Zum Vergleich ist als rote horizontale Linie auch das Ergebnis für den optimalen Binärempfänger eingezeichnet. Für diesen gilt:
- \rho_d = \rho_{\rm U} = {2 \cdot E_{\rm B}}/{ N_0}\hspace{0.3cm}\Rightarrow \hspace{0.3cm} 10 \cdot {\rm lg}\hspace{0.1cm} \rho_d = 10 \cdot {\rm lg}\hspace{0.1cm} \rho_{\rm U} \approx 16\,{\rm dB} \hspace{0.05cm}.
Man erkennt aus der Darstellung:
- Das Optimierungskriterium \rho_d führt zur optimalen Grenzfrequenz f_\text{G, opt} \cdot T = 0.8. Eine kleinere Grenzfrequenz hat stärkere Impulsinterferenzen zur Folge (kleinere Augenöffnung), eine größere Grenzfrequenz bewirkt einen größeren Rauscheffektivwert \sigma_d.
- Ein solches gaußförmiges Empfangsfilter mit f_\text{G, opt} \cdot T \approx 0.8 führt zum Störabstand 10 \cdot {\rm lg}\hspace{0.1cm} \rho_d \approx 15 \ \rm dB und damit zur Fehlerwahrscheinlichkeit p_{\rm S} \approx 10^{-8}. Zum Vergleich: Für den optimalen Empfänger (an den Sender angepasste Impulsantwort) ergeben sich 10 \cdot {\rm lg}\hspace{0.1cm} \rho_d \approx 16 \ \rm dB und p_{\rm S} \approx 10^{-10}.
- Die Grafik zeigt aber auch, dass das sehr viel einfachere Optimierungskriterien \rho_{\rm U} (bzw. p_{\rm U}) näherungsweise zur gleichen optimalen Grenzfrequenz f_\text{G, opt} \cdot T = 0.8 führt.
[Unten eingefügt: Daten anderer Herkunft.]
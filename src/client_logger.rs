//! Logging trait for transport operations.
//!
//! This module provides the [`TransportLogger`] trait that allows callers to
//! capture every chat exchange passing through the [`TransportClient`].
//!
//! [`TransportClient`]: crate::TransportClient

use crate::{AssistantReply, ChatRequest, Error};

/// A trait for logging chat traffic.
///
/// # Example
///
/// ```rust,ignore
/// use intellitutor::{AssistantReply, ChatRequest, Error, TransportLogger};
/// use std::sync::Mutex;
///
/// struct FileLogger {
///     file: Mutex<std::fs::File>,
/// }
///
/// impl TransportLogger for FileLogger {
///     fn log_request(&self, request: &ChatRequest) {
///         let mut file = self.file.lock().unwrap();
///         writeln!(file, "-> {}", serde_json::to_string(request).unwrap()).unwrap();
///     }
///
///     fn log_reply(&self, reply: &AssistantReply) {
///         let mut file = self.file.lock().unwrap();
///         writeln!(file, "<- {}", reply.content).unwrap();
///     }
///
///     fn log_failure(&self, error: &Error) {
///         let mut file = self.file.lock().unwrap();
///         writeln!(file, "!! {error}").unwrap();
///     }
/// }
/// ```
pub trait TransportLogger: Send + Sync {
    /// Log a chat request just before it is sent.
    fn log_request(&self, request: &ChatRequest);

    /// Log the reply produced for a successful request.
    ///
    /// Placeholder replies substituted for empty or malformed bodies are
    /// logged here too.
    fn log_reply(&self, reply: &AssistantReply);

    /// Log a failed request.
    fn log_failure(&self, error: &Error);
}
Für diese Grenzfrequenz erhält man 10 \cdot {\rm lg}\hspace{0.1cm} \rho_{\rm U} \approx 14.7 \ \rm dB sowie die ungünstigste Fehlerwahrscheinlichkeit p_{\rm U} \approx 3 \cdot 10^{-8}.
- Ist die Grenzfrequenz f_\text{G} \cdot T < 0.27, so ergibt sich für die vertikale Augenöffnung immer \ddot{o}(T_{\rm D}) = 0. Man spricht von einem geschlossenen Auge. Dies hat zur Folge, dass einige ungünstige Impulsfolgen auch ohne Rauschen immer falsch entschieden würden. Es tritt ein systematischer Fehler auf.
- Weitere Untersuchungen haben gezeigt, dass das Optimierungskriterium \rho_{\rm U} auch bei kleinerem E_{\rm B}/N_0 ausreichend ist. Bei einem verzerrungsfreien Kanal ⇒ H_{\rm K}(f) = 1, ergibt sich somit die optimale Grenzfrequenz des Gaußtiefpasses stets zu f_\text{G, opt} \cdot T \approx 0.8, zumindest bei realitätsnaher Betrachtungsweise.
Alle Aussagen dieses Kapitels können mit dem interaktiven Applet Augendiagramm und Augenöffnung nachvollzogen werden.